— INPUT —
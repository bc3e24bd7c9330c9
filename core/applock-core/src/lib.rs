//! # applock-core
//!
//! Foreground-app detection and lock-state arbitration for App Lock.
//!
//! Three interchangeable detectors (accessibility events, usage-stats
//! polling, a privileged process observer) report which app is in front.
//! A single decision engine turns each report into an overlay command while
//! tracking temporary unlocks, grace windows and biometric prompts.
//!
//! ## Design Principles
//!
//! - **Injected state**: one [`LockState`] per process, shared via `Arc`, no
//!   global statics.
//! - **Platform at the seams**: every device API sits behind a trait
//!   ([`AccessibilityPlatform`], [`UsageStatsSource`],
//!   [`ProcessObserverChannel`], [`OverlayPresenter`], [`LockedAppRegistry`]).
//! - **One consumer**: detectors publish into a channel drained by
//!   [`LockService`], so decisions are made in arrival order.
//! - **Never crash the host**: per-cycle failures are logged and skipped.
//! - **FFI-ready**: [`AppLockCore`] exposes the engine to Kotlin via UniFFI.
//!   Prefer additive public API changes.
//!
//! ## Quick Start
//!
//! ```rust,ignore
//! use applock_core::*;
//!
//! let (sink, rx) = DetectorSink::channel();
//! let engine = Arc::new(LockEngine::new(state, registry.clone(), presenter,
//!     Arc::new(ThreadScheduler), Arc::new(SystemClock), config.clone()));
//! let failover = Arc::new(
//!     FailoverController::new(registry, config.restart.clone(), clock, sink)
//!         .with_detector(accessibility)
//!         .with_detector(usage_stats),
//! );
//! let service = Arc::new(LockService::new(engine, failover, rx));
//! service.start()?;
//! ```

// UniFFI scaffolding for Kotlin bindings
uniffi::setup_scaffolding!();

pub mod anti_tamper;
pub mod clock;
pub mod config;
pub mod detectors;
pub mod engine;
pub mod error;
pub mod failover;
pub mod ffi;
pub mod overlay;
pub mod registry;
pub mod scheduler;
pub mod service;
pub mod state;
pub mod types;

pub use anti_tamper::{detect_tamper, AntiTamperMonitor, GlobalAction, TamperSignal};
pub use clock::{Clock, ManualClock, SystemClock};
pub use config::*;
pub use detectors::*;
pub use engine::{decide, LockEngine, RegistryView};
pub use error::{AppLockError, AppLockFfiError, Result};
pub use failover::{fallback_order, FailoverController};
pub use ffi::*;
pub use overlay::{OverlayCommand, OverlayPresenter, RecordingPresenter};
pub use registry::{LockedAppRegistry, MemoryRegistry, RegistryData};
pub use scheduler::{ManualScheduler, ScheduledTask, Scheduler, ThreadScheduler};
pub use service::LockService;
pub use state::{LockState, LockStateSnapshot};
pub use types::*;
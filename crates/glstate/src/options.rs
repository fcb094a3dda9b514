use alloc::string::String;

use crate::error::ReportError;

/// Order in which records appear in a report.
#[cfg_attr(any(test, feature = "serde"), derive(serde::Serialize, serde::Deserialize))]
#[cfg_attr(any(test, feature = "serde"), serde(rename_all = "snake_case"))]
#[cfg_attr(feature = "fuzzing", derive(arbitrary::Arbitrary))]
#[derive(Copy, Clone, Debug, Default, PartialEq, Eq)]
pub enum FormattingOrder {
    /// Capture order, with section headlines.
    #[default]
    Insertion,
    /// Byte-wise ascending by key, without headlines.
    Sorted,
}

/// What a bitfield shows in place of a set bit that has no name.
#[cfg_attr(any(test, feature = "serde"), derive(serde::Serialize, serde::Deserialize))]
#[cfg_attr(any(test, feature = "serde"), serde(rename_all = "snake_case"))]
#[cfg_attr(feature = "fuzzing", derive(arbitrary::Arbitrary))]
#[derive(Copy, Clone, Debug, Default, PartialEq, Eq)]
pub enum BitfieldFallback {
    /// The numeric encoding of the whole field, e.g. `A | 0x00000005` for
    /// bits 0 and 2 when only bit 0 is named. This is the historical output.
    #[default]
    WholeField,
    /// The numeric encoding of the unnamed bit alone, e.g. `A | 0x00000004`.
    SingleBit,
}

/// Formatting configuration for one report.
///
/// # Examples
///
/// ```rust
/// use glstate::{FormattingOptions, FormattingOrder};
///
/// let options = FormattingOptions {
///     order: FormattingOrder::Sorted,
///     filter: Some("STENCIL".into()),
///     ..Default::default()
/// };
/// assert_eq!(options.distance, 1);
/// ```
///
/// # Default
///
/// `' '` separator, distance `1`, array limit `200`, insertion order, hex
/// fallback enabled, no filter.
#[cfg_attr(any(test, feature = "serde"), derive(serde::Serialize, serde::Deserialize))]
#[cfg_attr(any(test, feature = "serde"), serde(default))]
#[derive(Clone, Debug, PartialEq, Eq)]
pub struct FormattingOptions {
    /// Character that pads attribute names up to the value column. Must be
    /// ASCII and not NUL.
    pub separator: char,

    /// Columns between the longest attribute name and the values.
    pub distance: usize,

    /// Array values longer than this many bytes are printed one element per
    /// line.
    pub array_limit: usize,

    pub order: FormattingOrder,

    /// Whether unknown enumerants render as `0x%08X` hex codes. When `false`
    /// they render as unsigned decimal.
    pub enable_hex: bool,

    /// Only attributes whose name contains this substring are printed.
    pub filter: Option<String>,

    pub bitfield_fallback: BitfieldFallback,
}

impl Default for FormattingOptions {
    fn default() -> Self {
        Self {
            separator: ' ',
            distance: 1,
            array_limit: 200,
            order: FormattingOrder::Insertion,
            enable_hex: true,
            filter: None,
            bitfield_fallback: BitfieldFallback::WholeField,
        }
    }
}

impl FormattingOptions {
    /// The separator as a single byte.
    pub(crate) fn separator_byte(&self) -> Result<u8, ReportError> {
        if self.separator.is_ascii() && self.separator != '\0' {
            // ASCII always fits in one byte.
            Ok(self.separator as u8)
        } else {
            Err(ReportError::InvalidSeparator(self.separator))
        }
    }

    /// Whether `key` passes the substring filter.
    pub(crate) fn matches(&self, key: &crate::ByteBuffer) -> bool {
        self.filter
            .as_deref()
            .is_none_or(|filter| key.contains(filter))
    }
}
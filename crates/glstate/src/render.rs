//! Text encodings for every kind of state value.
//!
//! Each function appends to an output [`ByteBuffer`]; none of them allocate
//! anything else.

use crate::{
    byte_buffer::ByteBuffer,
    error::ReportError,
    options::{BitfieldFallback, FormattingOptions},
    symbols::SymbolCategory,
};

pub(crate) const TRUE: &str = "GL_TRUE";
pub(crate) const FALSE: &str = "GL_FALSE";
pub(crate) const UNAVAILABLE: &str = "n/a";

const ARRAY_OPEN: &str = "{ ";
const ARRAY_CLOSE: &str = " }";
const ARRAY_SEPARATOR: &str = ", ";
const ARRAY_ELLIPSIS: &str = ", ... ";
const BIT_SEPARATOR: &str = " | ";

pub(crate) fn write_bool(out: &mut ByteBuffer, value: bool) -> Result<(), ReportError> {
    out.append_str(if value { TRUE } else { FALSE })
}

pub(crate) fn write_int(out: &mut ByteBuffer, value: i32) -> Result<(), ReportError> {
    out.append_fmt(format_args!("{value}"))
}

pub(crate) fn write_uint(out: &mut ByteBuffer, value: u32) -> Result<(), ReportError> {
    out.append_fmt(format_args!("{value}"))
}

pub(crate) fn write_int64(out: &mut ByteBuffer, value: i64) -> Result<(), ReportError> {
    out.append_fmt(format_args!("{value}"))
}

/// `0x` followed by eight zero-padded uppercase hex digits.
pub(crate) fn write_hex(out: &mut ByteBuffer, value: u32) -> Result<(), ReportError> {
    out.append_fmt(format_args!("0x{value:08X}"))
}

/// Single-precision values are widened before formatting.
pub(crate) fn write_float(out: &mut ByteBuffer, value: f32) -> Result<(), ReportError> {
    write_double(out, f64::from(value))
}

/// Fixed notation with six fractional digits. Non-finite values use the C
/// spellings `nan`, `-nan`, `inf` and `-inf`.
pub(crate) fn write_double(out: &mut ByteBuffer, value: f64) -> Result<(), ReportError> {
    if value.is_nan() {
        out.append_str(if value.is_sign_negative() { "-nan" } else { "nan" })
    } else if value.is_infinite() {
        out.append_str(if value < 0.0 { "-inf" } else { "inf" })
    } else {
        out.append_fmt(format_args!("{value:.6}"))
    }
}

/// Encoding for a code no table knows.
pub(crate) fn write_unresolved(
    out: &mut ByteBuffer,
    value: u32,
    options: &FormattingOptions,
) -> Result<(), ReportError> {
    if options.enable_hex {
        write_hex(out, value)
    } else {
        write_uint(out, value)
    }
}

pub(crate) fn write_enum(
    out: &mut ByteBuffer,
    category: SymbolCategory,
    value: u32,
    options: &FormattingOptions,
) -> Result<(), ReportError> {
    match category.resolve(value) {
        Some(name) => out.append_str(name),
        None => {
            log::trace!("no {category:?} name for 0x{value:08X}");
            write_unresolved(out, value, options)
        }
    }
}

/// Names of the set bits among the lowest `bits`, joined with ` | `, or `0`
/// when none is set.
pub(crate) fn write_bitfield(
    out: &mut ByteBuffer,
    category: SymbolCategory,
    value: u32,
    bits: u32,
    options: &FormattingOptions,
) -> Result<(), ReportError> {
    let mut fields = 0usize;

    for bit in 0..bits.min(u32::BITS) {
        let flag = 1u32 << bit;
        if value & flag == 0 {
            continue;
        }
        if fields > 0 {
            out.append_str(BIT_SEPARATOR)?;
        }
        fields += 1;

        match category.resolve(flag) {
            Some(name) => out.append_str(name)?,
            None => {
                log::trace!("no {category:?} name for bit 0x{flag:08X} of 0x{value:08X}");
                let shown = match options.bitfield_fallback {
                    BitfieldFallback::WholeField => value,
                    BitfieldFallback::SingleBit => flag,
                };
                write_unresolved(out, shown, options)?;
            }
        }
    }

    if fields == 0 {
        out.append_str("0")?;
    }
    Ok(())
}

/// `{ a, b, c }`, truncated after `limit` items with a `, ... ` tail.
///
/// An empty list renders as `{  }`.
pub(crate) fn write_list<T>(
    out: &mut ByteBuffer,
    items: &[T],
    limit: usize,
    mut write_item: impl FnMut(&mut ByteBuffer, &T) -> Result<(), ReportError>,
) -> Result<(), ReportError> {
    out.append_str(ARRAY_OPEN)?;

    let shown = &items[..items.len().min(limit)];
    for (i, item) in shown.iter().enumerate() {
        if i > 0 {
            out.append_str(ARRAY_SEPARATOR)?;
        }
        write_item(out, item)?;
    }

    if items.len() > limit {
        out.append_str(ARRAY_ELLIPSIS)?;
    }

    out.append_str(ARRAY_CLOSE)
}
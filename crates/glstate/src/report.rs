use core::fmt;

use bstr::BStr;

use crate::{
    assembler::assemble,
    byte_buffer::ByteBuffer,
    error::ReportError,
    options::FormattingOptions,
    state::{Capture, StateSource},
};

/// Captures every attribute of `source` and formats them into a report.
///
/// `None` uses [`FormattingOptions::default`].
///
/// # Examples
///
/// ```rust
/// use glstate::{query, Capture, ReportError, StateValue};
///
/// fn source(capture: &mut Capture<'_>) -> Result<(), ReportError> {
///     capture.attribute("GL_BLEND", &StateValue::Bool(true))?;
///     capture.attribute("GL_LINE_WIDTH", &StateValue::Float(1.0))
/// }
///
/// let report = query(&source, None).unwrap();
/// assert_eq!(
///     report.as_str(),
///     Some("GL_BLEND      GL_TRUE\nGL_LINE_WIDTH 1.000000\n")
/// );
/// ```
///
/// # Errors
///
/// Fails if the separator is NUL or not ASCII, if a name contains a NUL, if
/// any allocation fails, or with whatever error the source itself returns. Nothing is returned on failure.
pub fn query<S>(source: &S, options: Option<&FormattingOptions>) -> Result<Report, ReportError>
where
    S: StateSource + ?Sized,
{
    let default_options;
    let options = match options {
        Some(options) => options,
        None => {
            default_options = FormattingOptions::default();
            &default_options
        }
    };

    // Reject a bad separator before the source does any work.
    options.separator_byte()?;

    let mut capture = Capture::new(options);
    source.capture(&mut capture)?;
    let table = capture.finish();

    Ok(Report {
        text: assemble(table, options)?,
    })
}

/// A finished report. Owns its text until released or dropped.
#[derive(Clone, PartialEq, Eq)]
pub struct Report {
    text: ByteBuffer,
}

impl Report {
    pub fn text(&self) -> &BStr {
        self.text.as_bstr()
    }

    /// The text followed by a NUL terminator, for C consumers.
    pub fn as_bytes_with_nul(&self) -> &[u8] {
        self.text.as_bytes_with_nul()
    }

    /// The text as `str`, or `None` if a source supplied non-UTF-8 names.
    pub fn as_str(&self) -> Option<&str> {
        core::str::from_utf8(self.text.as_bytes()).ok()
    }

    pub fn len(&self) -> usize {
        self.text.len()
    }

    pub fn is_empty(&self) -> bool {
        self.text.is_empty()
    }

    pub fn into_buffer(self) -> ByteBuffer {
        self.text
    }

    /// Frees the report. Equivalent to dropping it.
    pub fn release(self) {
        self.text.release();
    }
}

impl fmt::Debug for Report {
    fn fmt(&self, f: &mut fmt::Formatter<'_>) -> fmt::Result {
        f.debug_struct("Report").field("text", &self.text).finish()
    }
}

impl fmt::Display for Report {
    fn fmt(&self, f: &mut fmt::Formatter<'_>) -> fmt::Result {
        fmt::Display::fmt(&self.text, f)
    }
}
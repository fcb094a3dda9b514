//! Lays a [`RecordTable`] out as aligned report text.
//!
//! Every emitted line is `<key><padding><value>\n`, where the padding brings
//! each value to the same column: the longest emitted key plus
//! [`FormattingOptions::distance`]. Array values longer than
//! [`FormattingOptions::array_limit`] are split after every comma, and each
//! continuation line is indented so its element sits under the first one.

use core::cmp::Ordering;

use crate::{
    byte_buffer::ByteBuffer,
    error::ReportError,
    options::{FormattingOptions, FormattingOrder},
    record::{Record, RecordTable},
};

/// Builds the report text from `table`, consuming it.
///
/// # Errors
///
/// [`ReportError::InvalidSeparator`] if the separator is NUL or not ASCII, and
/// [`ReportError::OutOfMemory`] if the output cannot be allocated. No partial
/// output is returned.
pub fn assemble(table: RecordTable, options: &FormattingOptions) -> Result<ByteBuffer, ReportError> {
    let separator = options.separator_byte()?;
    let sorted = options.order == FormattingOrder::Sorted;
    let emitted = |record: &Record| !(sorted && record.headline) && options.matches(&record.key);

    let mut records = table.into_records();
    let total = records.len();

    let column = records
        .iter()
        .filter(|r| emitted(*r))
        .map(|r| r.key.len())
        .max()
        .unwrap_or(0)
        .checked_add(options.distance)
        .ok_or(ReportError::out_of_memory(usize::MAX))?;

    // Lower bound on the output size; wrapping can only add to it.
    let estimate = records
        .iter()
        .filter(|r| emitted(*r))
        .fold(1usize, |acc, r| {
            acc.saturating_add(column.max(r.key.len()))
                .saturating_add(r.value.len())
                .saturating_add(if r.headline { 2 } else { 1 })
        });
    let mut out = ByteBuffer::with_capacity(estimate)?;

    if sorted {
        records.sort_by(|a, b| compare_keys(&a.key, &b.key));
    }

    let mut lines = 0usize;
    for record in records {
        if !emitted(&record) {
            continue;
        }
        lines += 1;

        if record.headline && !out.is_empty() {
            out.append_str("\n")?;
        }

        out.append(&record.key)?;
        let padding = column.saturating_sub(record.key.len());
        out.resize(out.len() + padding, Some(separator))?;

        if record.value.len() > options.array_limit && record.value.last_byte() == Some(b'}') {
            wrap_elements(&mut out, &record.value, record.key.len() + padding + 1, separator)?;
        } else {
            out.append(&record.value)?;
        }

        out.append_str("\n")?;
    }

    log::debug!(
        "assembled {lines} of {total} records, column {column}, {:?} order, {} bytes",
        options.order,
        out.len()
    );

    Ok(out)
}

/// Byte-wise key order, with empty keys after every non-empty one.
fn compare_keys(a: &ByteBuffer, b: &ByteBuffer) -> Ordering {
    match (a.is_empty(), b.is_empty()) {
        (true, true) => Ordering::Equal,
        (true, false) => Ordering::Greater,
        (false, true) => Ordering::Less,
        (false, false) => a.as_bytes().cmp(b.as_bytes()),
    }
}

/// Appends `value` with a line break after every comma. Each continuation
/// line starts with `indent` separators.
fn wrap_elements(
    out: &mut ByteBuffer,
    value: &ByteBuffer,
    indent: usize,
    separator: u8,
) -> Result<(), ReportError> {
    log::trace!("wrapping {} byte array value", value.len());

    let mut offset = 0;
    while offset < value.len() {
        match value.find_byte(b',', offset) {
            Some(comma) => {
                out.append_slice(value, offset, comma - offset + 1)?;
                out.append_str("\n")?;
                out.resize(out.len() + indent, Some(separator))?;
                offset = comma + 1;
            }
            None => {
                out.append_slice(value, offset, value.len() - offset)?;
                break;
            }
        }
    }
    Ok(())
}

#[cfg(test)]
mod tests {
    use alloc::string::String;

    use super::*;

    fn table(pairs: &[(&str, &str)]) -> RecordTable {
        let mut table = RecordTable::new();
        for (key, value) in pairs {
            if let Some(title) = key.strip_prefix('#') {
                table.append_headline(title).unwrap();
            } else {
                table.append_text(key, value).unwrap();
            }
        }
        table
    }

    fn text(table: RecordTable, options: &FormattingOptions) -> String {
        let out = assemble(table, options).unwrap();
        String::from_utf8(out.as_bytes().to_vec()).unwrap()
    }

    #[test]
    fn aligns_values_one_past_the_longest_key() {
        let out = text(
            table(&[("GL_BLEND", "GL_TRUE"), ("GL_DEPTH_TEST", "GL_FALSE")]),
            &FormattingOptions::default(),
        );
        assert_eq!(out, "GL_BLEND      GL_TRUE\nGL_DEPTH_TEST GL_FALSE\n");
    }

    #[test]
    fn separator_and_distance() {
        let options = FormattingOptions {
            separator: '.',
            distance: 3,
            ..Default::default()
        };
        let out = text(table(&[("A", "1"), ("ABC", "2")]), &options);
        assert_eq!(out, "A.....1\nABC...2\n");
    }

    #[test]
    fn headlines_get_a_blank_line_except_at_the_start() {
        let out = text(
            table(&[("#GL_VERSION_1_0", ""), ("GL_A", "1"), ("#GL_VERSION_2_0", ""), ("GL_B", "2")]),
            &FormattingOptions::default(),
        );
        assert_eq!(
            out,
            "GL_VERSION_1_0 \nGL_A           1\n\nGL_VERSION_2_0 \nGL_B           2\n"
        );
    }

    #[test]
    fn sorted_order_drops_headlines() {
        let options = FormattingOptions {
            order: FormattingOrder::Sorted,
            ..Default::default()
        };
        let out = text(
            table(&[("GL_C", "3"), ("#GL_VERSION_LONG_TITLE", ""), ("GL_A", "1"), ("GL_B", "2")]),
            &options,
        );
        assert_eq!(out, "GL_A 1\nGL_B 2\nGL_C 3\n");
    }

    #[test]
    fn empty_keys_sort_last() {
        assert_eq!(
            compare_keys(&ByteBuffer::new().unwrap(), &ByteBuffer::from_text("A").unwrap()),
            Ordering::Greater
        );
        let options = FormattingOptions {
            order: FormattingOrder::Sorted,
            ..Default::default()
        };
        let out = text(table(&[("", "x"), ("B", "2"), ("A", "1")]), &options);
        assert_eq!(out, "A 1\nB 2\n  x\n");
    }

    #[test]
    fn filter_narrows_lines_and_column() {
        let options = FormattingOptions {
            filter: Some("STENCIL".into()),
            ..Default::default()
        };
        let out = text(
            table(&[
                ("GL_STENCIL_REF", "0"),
                ("GL_STENCIL_BACK_WRITEMASK_LONGER", "0xFFFFFFFF"),
                ("GL_A_VERY_LONG_UNRELATED_ATTRIBUTE", "1"),
            ]),
            &options,
        );
        assert_eq!(
            out,
            "GL_STENCIL_REF                   0\nGL_STENCIL_BACK_WRITEMASK_LONGER 0xFFFFFFFF\n"
        );
    }

    #[test]
    fn long_arrays_wrap_one_element_per_line() {
        let options = FormattingOptions {
            array_limit: 8,
            ..Default::default()
        };
        let out = text(table(&[("KEY", "{ 1, 2, 3 }"), ("K", "{ 4 }")]), &options);
        assert_eq!(out, "KEY { 1,\n      2,\n      3 }\nK   { 4 }\n");
    }

    #[test]
    fn only_bracketed_values_wrap() {
        let options = FormattingOptions {
            array_limit: 4,
            ..Default::default()
        };
        let out = text(table(&[("K", "A, B, C")]), &options);
        assert_eq!(out, "K A, B, C\n");
    }

    #[test]
    fn empty_table_is_empty_text() {
        let out = assemble(RecordTable::new(), &FormattingOptions::default()).unwrap();
        assert!(out.is_empty());
        assert_eq!(out.as_bytes_with_nul(), b"\0");
    }

    #[test]
    fn non_ascii_separator_fails_before_output() {
        let options = FormattingOptions {
            separator: 'é',
            ..Default::default()
        };
        assert_eq!(
            assemble(table(&[("A", "1")]), &options),
            Err(ReportError::InvalidSeparator('é'))
        );
    }
}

— ASSIGNED TASK —
Find the word "them" in the entries and show each line where it is found.

— OUTPUT BELOW —
//! Each function appends to an output [`ByteBuffer`]; none of them allocate
/// Captures every attribute of `source` and formats them into a report.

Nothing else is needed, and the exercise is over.